§ Exercise
Go through the records below and copy out every line that contains the word "crate".

§ Data for review
---+---
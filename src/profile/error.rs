//! Rank profile compilation errors.

use thiserror::Error;

use crate::base::{Name, TensorType};
use crate::transform::TransformError;
use crate::typing::TypeError;

#[derive(Debug, Error)]
pub enum CompileError {
    /// Converting model features failed.
    #[error("in rank profile '{profile}': {source}")]
    Transform {
        profile: Name,
        #[source]
        source: TransformError,
    },

    /// An expression of the profile could not be typed.
    #[error("in rank profile '{profile}': the type of '{expression}' could not be resolved: {source}")]
    Type {
        profile: Name,
        expression: String,
        #[source]
        source: TypeError,
    },

    /// A ranking phase does not produce a single score.
    #[error("in rank profile '{profile}': the {phase} expression must produce a double, but produces {tensor_type}")]
    NonScalarPhase {
        profile: Name,
        phase: &'static str,
        tensor_type: TensorType,
    },
}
---+---
§ Result below
use crate::base::{Name, TensorType};
use crate::transform::TransformError;
use crate::typing::TypeError;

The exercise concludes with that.